▶ Directions for this task:
The first line of the data below and every line after it, through the one with "fn build(&self, req: &mut", must be transcribed without change.

Stored data
○ ○ ○

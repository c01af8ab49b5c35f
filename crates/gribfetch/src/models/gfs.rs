//! Global Forecast System template.
//!
//! The archive layout changed twice: NODD coverage begins 2021-01-01,
//! and GFS v16 (2021-03-23) moved files under an `atmos/` directory.
//! Cycles before 2021 come from the NCEI record instead, which uses a
//! grid-number path scheme and `.grb2.inv` index files.

use chrono::{TimeZone, Utc};

use super::{
    normalize_product, owned_pairs, remote_basename, IdxDialect, ModelTemplate, Template,
};
use crate::error::Result;
use crate::request::Request;

pub struct Gfs;

impl ModelTemplate for Gfs {
    fn model_id(&self) -> &str {
        "gfs"
    }

    fn build(&self, req: &mut Request) -> Result<Template> {
        let nodd_era = Utc.with_ymd_and_hms(2021, 1, 1, 0, 0, 0).unwrap();
        if req.init_time >= nodd_era {
            self.build_nodd(req)
        } else {
            self.build_ncei(req)
        }
    }
}

impl Gfs {
    fn build_nodd(&self, req: &mut Request) -> Result<Template> {
        let products = [
            ("pgrb2.0p25", "common fields, 0.25 degree resolution"),
            ("pgrb2.0p50", "common fields, 0.50 degree resolution"),
            ("pgrb2.1p00", "common fields, 1.00 degree resolution"),
            ("pgrb2b.0p25", "uncommon fields, 0.25 degree resolution"),
            ("pgrb2b.0p50", "uncommon fields, 0.50 degree resolution"),
            ("pgrb2b.1p00", "uncommon fields, 1.00 degree resolution"),
            ("pgrb2full.0p50", "combined grids of 0.50 resolution"),
            ("sfluxgrb", "surface flux fields, T1534 Semi-Lagrangian grid"),
        ];
        let product = normalize_product(req, &products)?;

        let date = req.init_time.format("%Y%m%d");
        let hour = req.init_time.format("%H");
        // The surface-flux stream has no dot before the lead segment.
        let file = format!("gfs.t{hour}z.{product}.f{:03}", req.lead)
            .replace("sfluxgrb.", "sfluxgrb");

        // GFS v16 moved output under atmos/.
        let v16 = Utc.with_ymd_and_hms(2021, 3, 23, 0, 0, 0).unwrap();
        let post_root = if req.init_time < v16 {
            format!("gfs.{date}/{hour}/{file}")
        } else {
            format!("gfs.{date}/{hour}/atmos/{file}")
        };

        let sources = vec![
            (
                "aws".to_string(),
                format!("https://noaa-gfs-bdp-pds.s3.amazonaws.com/{post_root}"),
            ),
            (
                "nomads".to_string(),
                format!("https://nomads.ncep.noaa.gov/pub/data/nccf/com/gfs/prod/{post_root}"),
            ),
            (
                "google".to_string(),
                format!("https://storage.googleapis.com/global-forecast-system/{post_root}"),
            ),
            (
                "azure".to_string(),
                format!("https://noaagfs.blob.core.windows.net/gfs/{post_root}"),
            ),
            (
                "ncar_rda".to_string(),
                format!(
                    "https://data.rda.ucar.edu/d084001/{}/gfs.0p25.{}.f{:03}.grib2",
                    req.init_time.format("%Y/%Y%m%d"),
                    req.init_time.format("%Y%m%d%H"),
                    req.lead
                ),
            ),
        ];

        Ok(Template {
            description: "NOAA Global Forecast System (GFS)".to_string(),
            details: self.details(),
            products: owned_pairs(&products),
            local_filename: remote_basename(&sources[0].1),
            sources,
            idx_suffixes: vec![".idx".to_string(), ".grb2.inv".to_string()],
            idx_dialect: IdxDialect::Wgrib2,
        })
    }

    fn build_ncei(&self, req: &mut Request) -> Result<Template> {
        let products = [
            ("0.5-degree", "0.5 degree grid"),
            ("1.0-degree", "1.0 degree grid"),
        ];
        let product = normalize_product(req, &products)?;
        let grid_num = if product == "0.5-degree" { 4 } else { 3 };

        let ymd = req.init_time.format("%Y%m/%Y%m%d");
        let stamp = req.init_time.format("%Y%m%d_%H%M");
        let file = format!("gfs_{grid_num}_{stamp}_{:03}.grb2", req.lead);

        let sources = vec![
            (
                "ncei_analysis".to_string(),
                format!(
                    "https://www.ncei.noaa.gov/data/global-forecast-system/access/grid-{grid_num:03}-{product}/analysis/{ymd}/{file}"
                ),
            ),
            (
                "ncei_forecast".to_string(),
                format!(
                    "https://www.ncei.noaa.gov/data/global-forecast-system/access/grid-{grid_num:03}-{product}/forecast/{ymd}/{file}"
                ),
            ),
            (
                "ncar_rda".to_string(),
                format!(
                    "https://data.rda.ucar.edu/d084001/{}/gfs.0p25.{}.f{:03}.grib2",
                    req.init_time.format("%Y/%Y%m%d"),
                    req.init_time.format("%Y%m%d%H"),
                    req.lead
                ),
            ),
        ];

        Ok(Template {
            description: "NOAA Global Forecast System (GFS) - NCEI record".to_string(),
            details: self.details(),
            products: owned_pairs(&products),
            local_filename: remote_basename(&sources[0].1),
            sources,
            idx_suffixes: vec![
                ".grb2.inv".to_string(),
                ".idx".to_string(),
                ".inv".to_string(),
            ],
            idx_dialect: IdxDialect::Wgrib2,
        })
    }

    fn details(&self) -> Vec<(String, String)> {
        owned_pairs(&[
            (
                "nomads product description",
                "https://www.nco.ncep.noaa.gov/pmb/products/gfs",
            ),
            ("aws document", "https://registry.opendata.aws/noaa-gfs-bdp-pds"),
            (
                "NCEI",
                "https://www.ncei.noaa.gov/products/weather-climate-models/global-forecast",
            ),
        ])
    }
}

○ ○ ○

▶ Exercise output:
repository c01af8ab49b5c35f
filename crates/gribfetch/src/models/gfs.rs
//! Global Forecast System template.
//!
//! The archive layout changed twice: NODD coverage begins 2021-01-01,
//! and GFS v16 (2021-03-23) moved files under an `atmos/` directory.
//! Cycles before 2021 come from the NCEI record instead, which uses a
//! grid-number path scheme and `.grb2.inv` index files.

use chrono::{TimeZone, Utc};

use super::{
    normalize_product, owned_pairs, remote_basename, IdxDialect, ModelTemplate, Template,
};
use crate::error::Result;
use crate::request::Request;

pub struct Gfs;

impl ModelTemplate for Gfs {
    fn model_id(&self) -> &str {
        "gfs"
    }

    fn build(&self, req: &mut Request) -> Result<Template> {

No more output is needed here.